Многие из этих европейских беженцев и ученых еще до переселения в Англию попали под влияние Жана Кальвина, который основал реформаторское движение, отличавшееся строгостью и дисциплиной. Кальвин, французский ученый, открыл в себе дар систематической теологической мысли и выдающиеся способности к руководству. В 1536 году, в возрасте двадцати шести лет, он опубликовал «Наставление в христианской вере», где определил принципы того, что можно было назвать новым градом Господним. За короткий промежуток времени, работая в относительном уединении, он создал целую теологическую систему, авторитарную и безличную. У Кальвина не было ничего частного; он всегда был общественной силой. В этом заключался источник его величия.
Он отправился в Базель, а затем в Страсбург, чтобы спастись от преследований французского короля и церкви. В Женеве, благодаря мощи своей несгибаемой воли вкупе с нравственным запалом, он учредил новую республику, основанную на вере. Он регламентировал практику богослужения и создал ритуалы церковной службы; посредством совета он осуществлял контроль над нравственностью горожан. Можно сказать, что Кальвин собственноручно возродил духовность и развитие европейской Реформации в то время, когда она, казалось, отступала под натиском сил католичества.
В сердце кальвинизма лежал догмат о предопределении, уходящий корнями в религиозные трактаты Павла и Августина. Прежде чем создать землю, Бог повелел, что некоторые будут спасены для вечной жизни, а другие осуждены на вечное страдание. Если Господь был действительно всемогущ, то, разумеется, он уже знал, кто именно станет избранным, а кто — проклятым грешником. Небесный горшечник вылепил из глины сосуды чести и милосердия и сосуды гнева и позора. Некоторые верующие, принимавшие учение Кальвина, возможно, страшились судьбы, уготованной их душе, и впадали в отчаяние. Однако для большинства это учение о предвидении и предопределении стало высшим спасением от тревоги и уныния; это была вдохновляющая и одухотворяющая доктрина, поощрявшая самопожертвование и твердость духа. Какая радость заранее знать, что ты спасен? Именно эта идея питала торжествующую веру Оливера Кромвеля в «провидение». Истинная церковь состояла из избранных, известных одному Богу; спасенный однажды милостью Господа никогда не впадет в греховность. Это убеждение придавало ощущение собственной значимости тем, кто, возможно, чувствовал себя обделенным другими благами.

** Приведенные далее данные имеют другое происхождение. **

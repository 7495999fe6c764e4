//! Serve command - expose the local agent to tunnel clients

use anyhow::{Context, Result, bail};
use std::path::PathBuf;
use std::sync::Arc;
use tokio::net::TcpListener;
use tokio::signal::unix::{SignalKind, signal};
use tracing::{info, warn};

use crate::agent::Upstream;
use crate::cli::args::ServeArgs;
use crate::config::{ConfigFile, ExpandedServerConfig, ServerConfig};
use crate::gateway::{Gateway, StaticCredentials};
use crate::logging::open_audit_log;

/// Merge command line flags over the `[server]` section
fn server_settings(args: &ServeArgs, mut server: ServerConfig) -> Result<ExpandedServerConfig> {
    if let Some(listen) = &args.listen {
        server.listen = listen.clone();
    }
    if let Some(path) = &args.path {
        server.path = path.clone();
    }
    if let Some(upstream) = &args.upstream {
        server.upstream = upstream.to_string_lossy().into_owned();
    }
    if let Some(log) = &args.log {
        server.log_path = Some(log.to_string_lossy().into_owned());
    }
    if let Some(max_body_size) = args.max_body_size {
        server.max_body_size = max_body_size;
    }
    server.expand().context("Invalid [server] configuration")
}

pub async fn execute(args: ServeArgs, config_path: Option<PathBuf>) -> Result<()> {
    let config = ConfigFile::resolve(config_path.as_deref()).context("Failed to load configuration")?;
    if let Some(path) = &config.path {
        info!(path = %path.display(), "Using configuration file");
    }
    let settings = server_settings(&args, config.config.server)?;

    if settings.credentials.is_empty() {
        bail!("No credentials configured; add users to [server.credentials]");
    }
    let upstream = Upstream::new(&settings.upstream);
    if !upstream.is_present() {
        warn!(
            upstream = %upstream.socket_path().display(),
            "Backend agent socket does not exist yet"
        );
    }

    let credentials = StaticCredentials::new(settings.credentials);
    info!(users = credentials.len(), "Loaded gateway credentials");

    let mut gateway = Gateway::new(upstream, Arc::new(credentials))
        .with_path(settings.path)
        .with_max_body_size(settings.max_body_size);
    if let Some(log_path) = &settings.log_path {
        let audit = open_audit_log(log_path).context("Failed to open audit log")?;
        info!(log = %log_path.display(), "JSONL audit log enabled");
        gateway = gateway.with_audit(audit);
    }

    let listener = TcpListener::bind(&settings.listen)
        .await
        .with_context(|| format!("Failed to listen on {}", settings.listen))?;

    let mut sigterm = signal(SignalKind::terminate()).context("Failed to install SIGTERM handler")?;
    let shutdown = async move {
        tokio::select! {
            _ = tokio::signal::ctrl_c() => info!("Received interrupt, stopping"),
            _ = sigterm.recv() => info!("Received SIGTERM, stopping"),
        }
    };

    gateway.serve(listener, shutdown).await?;
    Ok(())
}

Именно такая вера провозглашалась отныне в Англии, в особенности в тех церквях, которые основали спасавшиеся от Карла V европейские реформаторы. Эта доктрина по понятным причинам привлекала энтузиастов и идеалистов; будучи людьми, которые чудесным образом меняют мир, они способствовали стремительному распространению кальвинизма. Учение стало господствующей темой для более «пылкой» плеяды реформаторов и вскоре утвердилось в Польше и в Богемии, в Пфальце и Нидерландах.